It is one of those days, when the weather is slightly foggy and the atmosphere is slightly gloomy. No one is messaging you nor are you messaging anyone. Reruns are playing of old classics, ones you have watched before you were introduced to the harsh world of reality. Everyone is on a break. You are on a break. There is finally a pause –a hiatus– in your crazed, busy life. You realize this is the perfect opportunity to construct a masterpiece.
You are to write a story. Whether it be short or long, you don’t know. All you know is that with your pen in one hand and paper in the other, you shall create magic. You place the pen down, letting its smooth ink pierce the paper, letting the words flow out, letting your imagination take you on a wild goose chase as you somehow maneuver your way back into reality.
But something is wrong.
It’s blank. The paper is still blank. You never placed your pen onto the paper. You never let the ink ooze out. You never let the black liquid shape itself into a vomit of eloquently worded words. Never did imagination roam free within the last five minutes. Nothing is being written. Nothing is being crossed out. Nothing is being created nor is it being destroyed. And although everything —your grip on the pen, the peaceful ambiance, the crispness of the freshly bought paper— is perfect, something is quite not right. You feel yourself unable to think, unable to produce new ideas.

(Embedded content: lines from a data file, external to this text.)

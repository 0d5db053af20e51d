//! Simulation de séquençage shotgun et mesure de l'assemblage

pub mod metrics;
pub mod pipeline;
pub mod sampler;

pub use metrics::{MetricsCollector, RunMetrics};
pub use pipeline::{AssemblyRun, RunConfig, RunOutcome};
pub use sampler::{sample, sample_fragments, SamplerConfig, ShotgunSampler};
//! Utilitaires partagés : FASTA et statistiques

pub mod fasta;
pub mod math;

pub use fasta::{concatenate, read_file, read_records, write_file, write_records, FastaRecord};
pub use math::{mean, n50, pearson_correlation, std_dev};
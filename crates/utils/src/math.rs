//! Fonctions statistiques pour les rapports d'assemblage

/// Moyenne arithmétique (None si vide)
pub fn mean(values: &[f64]) -> Option<f64> {
    if values.is_empty() {
        return None;
    }
    Some(values.iter().sum::<f64>() / values.len() as f64)
}

/// Écart type de population (None si vide)
pub fn std_dev(values: &[f64]) -> Option<f64> {
    let mean = mean(values)?;
    let variance = values.iter().map(|&v| (v - mean).powi(2)).sum::<f64>() / values.len() as f64;
    Some(variance.sqrt())
}

/// Coefficient de corrélation de Pearson entre deux séries
///
/// None si les longueurs diffèrent, s'il y a moins de deux points, ou si une
/// des séries est constante.
pub fn pearson_correlation(xs: &[f64], ys: &[f64]) -> Option<f64> {
    if xs.len() != ys.len() || xs.len() < 2 {
        return None;
    }

    let mean_x = mean(xs)?;
    let mean_y = mean(ys)?;

    let mut covariance = 0.0;
    let mut var_x = 0.0;
    let mut var_y = 0.0;
    for (&x, &y) in xs.iter().zip(ys) {
        let dx = x - mean_x;
        let dy = y - mean_y;
        covariance += dx * dy;
        var_x += dx * dx;
        var_y += dy * dy;
    }

    if var_x == 0.0 || var_y == 0.0 {
        return None;
    }

    Some(covariance / (var_x.sqrt() * var_y.sqrt()))
}

/// N50 : plus petite longueur L telle que les séquences de longueur >= L
/// couvrent au moins la moitié du total
pub fn n50(lengths: &[usize]) -> usize {
    let mut sorted = lengths.to_vec();
    sorted.sort_unstable_by(|a, b| b.cmp(a));

    let total: usize = sorted.iter().sum();
    let mut acc = 0;
    for len in sorted {
        acc += len;
        if acc * 2 >= total {
            return len;
        }
    }
    0
}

On a perfect day where the weather is perfect and the materials are perfect and the timing is perfect and just about everything is perfectperfectperfect, there is one aspect that is not perfect.
And that is you.
Your mind is not perfect. Your thoughts are not perfect. Your ideas, how they usually shape themselves so naturally into words on paper, are not perfect. What you hold in your mind, if there even is anything, cannot be executed as it once, twice, and thrice so beautifully did before.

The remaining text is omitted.